Новости вчерашнего дня:
- дитенок проспал пять с небольшим часов подряд, ура! И потом еще часов шесть с паузами поменьше;
- я прошла с ней весь отрезок пути от нашего дома до родительского, со спуском коляски вниз и затаскиванием наверх. В одиночку этот номер исполняется впервые;
- подбросив ребенка маме, я закрыла кучу административных квестов ажно в трех местах: получила на Иннёнка СНИЛС, внесла ее в свой паспорт, прикрепила к стоматологии (не знаю, зачем это делать в месяц, но в детской поликлинике императивно сказали, что надо) и переоформила платежи за квартиру;
- в процессе я три раза сидела!
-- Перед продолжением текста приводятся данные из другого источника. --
use serde_json::Value;
use tracing::{debug, warn};

/// Incremental decoder for the newline-delimited frame stream.
///
/// Chunks may split a frame anywhere, including inside a multi-byte UTF-8
/// sequence; undecoded trailing bytes carry over between feeds. The trailing
/// segment after the last `\n` is retained and never emitted as a frame.
#[derive(Debug, Default)]
pub struct FrameDecoder {
    pending: Vec<u8>,
    buffer: String,
}

impl FrameDecoder {
    /// Feed one chunk of response bytes and drain all complete lines.
    pub fn feed(&mut self, chunk: &[u8]) -> Vec<String> {
        self.decode(chunk);

        let mut lines = Vec::new();
        while let Some(split) = self.buffer.find('\n') {
            let line = self.buffer[..split].to_string();
            self.buffer.drain(0..=split);
            lines.push(line);
        }

        lines
    }

    /// Flush at stream end. A valid stream terminates every frame with `\n`,
    /// so a non-empty tail here is a truncated final frame and is dropped.
    pub fn finish(&mut self) {
        if !self.pending.is_empty() || !self.buffer.trim().is_empty() {
            debug!(tail = self.buffer.as_str(), "dropping truncated trailing frame");
        }
        self.pending.clear();
        self.buffer.clear();
    }

    #[must_use]
    pub fn is_empty(&self) -> bool {
        self.pending.is_empty() && self.buffer.trim().is_empty()
    }

    fn decode(&mut self, chunk: &[u8]) {
        self.pending.extend_from_slice(chunk);

        loop {
            match std::str::from_utf8(&self.pending) {
                Ok(text) => {
                    self.buffer.push_str(text);
                    self.pending.clear();
                    return;
                }
                Err(error) => {
                    let valid_up_to = error.valid_up_to();
                    if let Ok(text) = std::str::from_utf8(&self.pending[..valid_up_to]) {
                        self.buffer.push_str(text);
                    }
                    match error.error_len() {
                        // Incomplete sequence at the chunk boundary: keep the
                        // bytes for the next feed.
                        None => {
                            self.pending.drain(0..valid_up_to);
                            return;
                        }
                        Some(invalid) => {
                            self.buffer.push(char::REPLACEMENT_CHARACTER);
                            self.pending.drain(0..valid_up_to + invalid);
                        }
                    }
                }
            }
        }
    }
}

/// Extract the delta text from one complete frame line.
///
/// Malformed lines are logged and dropped without aborting the stream. Frame
/// kinds other than `content_block_delta`, and empty deltas, yield nothing.
#[must_use]
pub fn interpret_line(line: &str) -> Option<String> {
    let line = line.trim();
    if line.is_empty() {
        return None;
    }

    let value = match serde_json::from_str::<Value>(line) {
        Ok(value) => value,
        Err(error) => {
            warn!(%error, line, "skipping malformed stream frame");
            return None;
        }
    };

    if value.get("type").and_then(Value::as_str) != Some("content_block_delta") {
        return None;
    }

    let text = value
        .get("delta")
        .and_then(|delta| delta.get("text"))
        .and_then(Value::as_str)?;

    if text.is_empty() {
        None
    } else {
        Some(text.to_owned())
    }
}

#[cfg(test)]
mod tests {
    use super::{interpret_line, FrameDecoder};

    #[test]
    fn feed_retains_the_trailing_segment_across_chunks() {
        let mut decoder = FrameDecoder::default();

        assert!(decoder
            .feed(br#"{"type":"content_block_delta","delta":{"type":"text_delta","#)
            .is_empty());
        let lines = decoder.feed(b"\"text\":\"Hel\"}}\n");
        assert_eq!(lines.len(), 1);
        assert_eq!(interpret_line(&lines[0]).as_deref(), Some("Hel"));
        assert!(decoder.is_empty());
    }

    #[test]
    fn interpret_line_ignores_blank_lines_and_other_frame_kinds() {
        assert_eq!(interpret_line(""), None);
        assert_eq!(interpret_line("   "), None);
        assert_eq!(interpret_line(r#"{"type":"message_stop"}"#), None);
        assert_eq!(
            interpret_line(r#"{"type":"content_block_delta","delta":{"type":"text_delta","text":""}}"#),
            None
        );
    }
}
Один раз на жестком, и прямо никто не умер (хотя перед большим походом я обезболилась, конечно);
- и три раза чуть-чуть пробежалась, и снова никто не умер.
Такие вещи, как очередной пирог с рикоттой и шпинатом, можно в свершения не вносить.
Дней этак за десять до родов мне расхотелось практически все: есть, работать, выходить из дома. Ну, по большей части: я ходила в гости и в кино все равно, но большую часть времени безыдейно дремала. Мои социальные скиллы свелись к нулю. Красить балкон в три цвета с красивым градиентом расхотелось (хотя пару раз я ловила себя на этаком: нее, синдром гнездования - это противоестественное и необоримое желание убираться. Ничего общего с тем, как я абсолютно сознательно, рассудочно мою потолок в ванной в два часа ночи).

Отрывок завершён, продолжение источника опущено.